WORK INSTRUCTION: Lines holding the word "Clone" are the ones to copy from the data below.

______________________________

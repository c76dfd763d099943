//! LiDAR point cloud frames.

/// One LiDAR return in the sensor's local frame (X forward, Y right, Z up).
///
/// `intensity` is in `[0, 1]`, as delivered by the sensor.
#[derive(Debug, Clone, Copy, PartialEq, Default)]
pub struct LidarPoint {
    pub x: f32,
    pub y: f32,
    pub z: f32,
    pub intensity: f32,
}

impl LidarPoint {
    pub fn new(x: f32, y: f32, z: f32, intensity: f32) -> Self {
        Self { x, y, z, intensity }
    }
}

/// One LiDAR sweep. May be empty.
#[derive(Debug, Clone, Default, PartialEq)]
pub struct PointCloudFrame {
    pub points: Vec<LidarPoint>,
}

impl PointCloudFrame {
    pub fn new(points: Vec<LidarPoint>) -> Self {
        Self { points }
    }

    /// Parse contiguous `(x, y, z, intensity)` float quadruples.
    ///
    /// A trailing partial quadruple is ignored.
    pub fn from_floats(raw: &[f32]) -> Self {
        Self {
            points: raw
                .chunks_exact(4)
                .map(|c| LidarPoint::new(c[0], c[1], c[2], c[3]))
                .collect(),
        }
    }

    /// Parse a little-endian `f32` byte buffer (16 bytes per point).
    pub fn from_le_bytes(raw: &[u8]) -> Self {
        let floats: Vec<f32> = raw
            .chunks_exact(4)
            .map(|b| f32::from_le_bytes([b[0], b[1], b[2], b[3]]))
            .collect();
        Self::from_floats(&floats)
    }

    pub fn len(&self) -> usize {
        self.points.len()
    }

    pub fn is_empty(&self) -> bool {
        self.points.is_empty()
    }

    pub fn iter(&self) -> std::slice::Iter<'_, LidarPoint> {
        self.points.iter()
    }
}

impl FromIterator<LidarPoint> for PointCloudFrame {
    fn from_iter<I: IntoIterator<Item = LidarPoint>>(iter: I) -> Self {
        Self {
            points: iter.into_iter().collect(),
        }
    }
}

#[cfg(test)]
mod tests {
    use super::*;

    #[test]
    fn from_floats_groups_quadruples() {
        let frame = PointCloudFrame::from_floats(&[1.0, 2.0, 3.0, 0.5, 4.0, 5.0, 6.0, 1.0, 9.0]);
        assert_eq!(frame.len(), 2);
        assert_eq!(frame.points[1], LidarPoint::new(4.0, 5.0, 6.0, 1.0));
    }

    #[test]
    fn from_le_bytes_decodes_points() {
        let mut raw = Vec::new();
        for v in [10.0f32, -1.0, 0.25, 0.9] {
            raw.extend_from_slice(&v.to_le_bytes());
        }
        let frame = PointCloudFrame::from_le_bytes(&raw);
        assert_eq!(frame.points, vec![LidarPoint::new(10.0, -1.0, 0.25, 0.9)]);
    }

    #[test]
    fn empty_buffer_is_empty_frame() {
        assert!(PointCloudFrame::from_floats(&[]).is_empty());
    }
}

______________________________

RESULT OF THE TASK:
#[derive(Debug, Clone, Copy, PartialEq, Default)]
#[derive(Debug, Clone, Default, PartialEq)]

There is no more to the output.